As I mentioned earlier this week, I went to an Interfaith Community Conversation last month.
One of the areas that they looked into was interfaith families.
The conversation was in response to some of the results the survey showed.
Read the full interfaith findings here.
Overwhelmingly respondents felt that being Jewish and practicing Jewish rituals were important. One thing that sparked a bigger discussion was if the community was welcoming.
And then the room opened for comments and questions. And oh my goodness. There were so many wonderful people talking about their own experiences. Their personal conflict knowing that their grandchildren won’t be accepted at their synagogues. Parents talking about their children affirming their own Jewish identities while respecting their other half. Spouses talking about struggling with Christmas and their non-Jewish spouses struggling with the cost of being Jewish.
We talked about ways to make interfaith families more welcome. There was a discussion on what to call interfaith families. People told stories of how much the concept of interfaith has changed since they were kids. A Rabbi chimed in on how his synagogue (Conservative) was handling the growing numbers. We talked about letting non-Jewish partners participate; especially in communities where interfaith families are allowed to be members. There’s something especially othering about your money being good enough but feeling like you’re not good enough.
There was so much great experience in this room. And it was wonderful to hear everyone’s personal stories. But they were all Jewish.
And a few people who were there to give their opinions.
One man talked about how nice all the “touchy-feely acceptance” was but had a lot of feelings about how this was all really the end of Judaism as we know it. That Jews needed to decide what they wanted to future to be and this wasn’t the path to survival.
You know, the kind of thing a room full of people who have children in interfaith marriages and are in interfaith marriages want to hear.
But everyone who spoke about the interfaith community was Jewish. And Jews have totally different issues when it comes to interfaith relationships. And I was at Jewish event so I wasn’t surprised. But it was a little disheartening to not hear any non-Jewish voices. Ultimately we’re the reason for this discussion and we weren’t speaking.
So I spoke. Because if not now, when. I spoke about the challenges of being a non-Jew in a Jewish world. The comments that people have made knowingly or unknowingly. How words and titles matter. How participation matters and my parents’ participation matters. That the first 25 years before I was a wife to a Jewish man matter and I refuse to act like they didn’t happen. How we have developed our own interfaith community here but if this was my first interaction, I’m not sure I’d be back.
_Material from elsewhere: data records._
//! Navigation manifest (`docs.json`).

use std::collections::HashSet;
use std::fs;
use std::path::{Path, PathBuf};

use serde::Deserialize;

/// Primary color used when the manifest has none or an invalid one.
pub const DEFAULT_PRIMARY: &str = "#16A34A";

/// The site manifest: name, colors and the tab/group/page hierarchy.
#[derive(Debug, Clone, Deserialize)]
pub struct Manifest {
    #[serde(default = "default_name")]
    pub name: String,

    #[serde(default)]
    pub description: Option<String>,

    #[serde(default)]
    pub colors: Colors,

    /// Favicon path relative to the content root, or an absolute URL
    #[serde(default)]
    pub favicon: Option<String>,

    #[serde(default)]
    pub api: ApiSettings,

    #[serde(default)]
    pub navigation: Navigation,

    /// Tabs given at the top level instead of under `navigation`
    #[serde(default)]
    tabs: Vec<Tab>,
}

fn default_name() -> String {
    "Documentation".to_string()
}

#[derive(Debug, Clone, Default, Deserialize)]
pub struct Colors {
    #[serde(default)]
    pub primary: Option<String>,
}

#[derive(Debug, Clone, Default, Deserialize)]
#[serde(rename_all = "camelCase")]
pub struct ApiSettings {
    /// Base URL joined with page `api` paths
    #[serde(default)]
    pub base_url: Option<String>,
}

#[derive(Debug, Clone, Default, Deserialize)]
pub struct Navigation {
    #[serde(default)]
    pub tabs: Vec<Tab>,
}

#[derive(Debug, Clone, Deserialize)]
pub struct Tab {
    pub tab: String,
    #[serde(default)]
    pub groups: Vec<Group>,
}

#[derive(Debug, Clone, Deserialize)]
pub struct Group {
    pub group: String,
    /// Page paths relative to the content root, without extension
    #[serde(default)]
    pub pages: Vec<String>,
}

/// Errors that can occur when loading a manifest.
#[derive(Debug, thiserror::Error)]
pub enum ManifestError {
    #[error("Failed to read {path}: {source}")]
    Read {
        path: PathBuf,
        source: std::io::Error,
    },

    #[error("Invalid manifest JSON: {0}")]
    Json(#[from] serde_json::Error),

    #[error("Invalid page path '{page}': {reason}")]
    InvalidPagePath { page: String, reason: &'static str },

    #[error("Invalid favicon '{0}': contains characters not allowed in a link")]
    InvalidFavicon(String),
}

/// Where the site favicon comes from.
#[derive(Debug, Clone, Copy, PartialEq, Eq)]
pub enum Favicon<'a> {
    /// File under the content root, copied into the output
    File(&'a str),
    /// URL with a scheme (or protocol-relative), linked as-is
    Url(&'a str),
}

impl<'a> Favicon<'a> {
    /// Link target from a page whose root prefix is `root`.
    pub fn href(&self, root: &str) -> String {
        match self {
            Favicon::File(path) => format!("{}{}", root, path),
            Favicon::Url(url) => url.to_string(),
        }
    }

    /// Content-root path to copy, if the favicon is a local file.
    pub fn file(self) -> Option<&'a str> {
        match self {
            Favicon::File(path) => Some(path),
            Favicon::Url(_) => None,
        }
    }
}

impl Manifest {
    /// Read and validate a manifest file.
    pub fn load(path: &Path) -> Result<Self, ManifestError> {
        let content = fs::read_to_string(path).map_err(|source| ManifestError::Read {
            path: path.to_path_buf(),
            source,
        })?;
        Self::from_json(&content)
    }

    /// Parse and validate manifest JSON.
    pub fn from_json(json: &str) -> Result<Self, ManifestError> {
        let manifest: Manifest = serde_json::from_str(json)?;
        manifest.validate()?;
        Ok(manifest)
    }

    /// Navigation tabs, from `navigation.tabs` or the top-level `tabs`.
    pub fn tabs(&self) -> &[Tab] {
        if self.navigation.tabs.is_empty() {
            &self.tabs
        } else {
            &self.navigation.tabs
        }
    }

    /// Distinct page paths in navigation order.
    pub fn pages(&self) -> Vec<&str> {
        let mut seen = HashSet::new();
        self.tabs()
            .iter()
            .flat_map(|tab| &tab.groups)
            .flat_map(|group| &group.pages)
            .map(String::as_str)
            .filter(|page| seen.insert(*page))
            .collect()
    }

    /// Validated primary color, or [`DEFAULT_PRIMARY`].
    pub fn primary_color(&self) -> &str {
        match self.colors.primary.as_deref() {
            Some(color) if is_hex_color(color) => color,
            Some(color) => {
                tracing::warn!("Ignoring invalid primary color '{}'", color);
                DEFAULT_PRIMARY
            }
            None => DEFAULT_PRIMARY,
        }
    }

    /// The favicon, classified as a local file or a remote URL.
    pub fn favicon(&self) -> Option<Favicon<'_>> {
        let favicon = self.favicon.as_deref()?.trim();
        if favicon.is_empty() {
            return None;
        }

        if is_url(favicon) {
            Some(Favicon::Url(favicon))
        } else {
            Some(Favicon::File(favicon.trim_start_matches('/')))
        }
    }

    fn validate(&self) -> Result<(), ManifestError> {
        for page in self.pages() {
            validate_page_path(page)?;
        }
        if let Some(favicon) = &self.favicon {
            if favicon
                .chars()
                .any(|c| c.is_control() || "\\\"'<>".contains(c))
            {
                return Err(ManifestError::InvalidFavicon(favicon.clone()));
            }
        }
        Ok(())
    }
}

fn validate_page_path(page: &str) -> Result<(), ManifestError> {
    let invalid = |reason| ManifestError::InvalidPagePath {
        page: page.to_string(),
        reason,
    };

    if page.is_empty() {
        return Err(invalid("empty path"));
    }
    if page.starts_with('/') {
        return Err(invalid("must be relative to the content root"));
    }
    if page
        .chars()
        .any(|c| c.is_whitespace() || c.is_control() || "\\\"'<>&?#".contains(c))
    {
        return Err(invalid("contains characters not allowed in a page path"));
    }
    if page
        .split('/')
        .any(|segment| segment.is_empty() || segment == "." || segment == "..")
    {
        return Err(invalid("contains an empty, '.' or '..' segment"));
    }

    Ok(())
}

fn is_url(link: &str) -> bool {
    if link.starts_with("//") || link.starts_with("data:") {
        return true;
    }
    link.split_once("://").is_some_and(|(scheme, _)| {
        !scheme.is_empty()
            && scheme
                .chars()
                .all(|c| c.is_ascii_alphanumeric() || "+-.".contains(c))
    })
}

fn is_hex_color(color: &str) -> bool {
    let Some(hex) = color.strip_prefix('#') else {
        return false;
    };
    matches!(hex.len(), 3 | 6) && hex.chars().all(|c| c.is_ascii_hexdigit())
}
It’s funny how the negative tends to stick. But it was a great reminder of why I speak up and why I continue to write. Because if truly that was my first introduction, I’m not sure I would have ever been a part of the Jewish community. But that wasn’t my first introduction, so I’m a part of a wonderful community. I’m so proud to be a part of my community that on the whole is trying to work with the interfaith community.
The conversation actually lead to a continuing conversation with leaders of the local Jewish community. Going to this allowed me to build connections that will hopefully allow us to create more resources for interfaith couples and families moving forward and that is the best for all of us.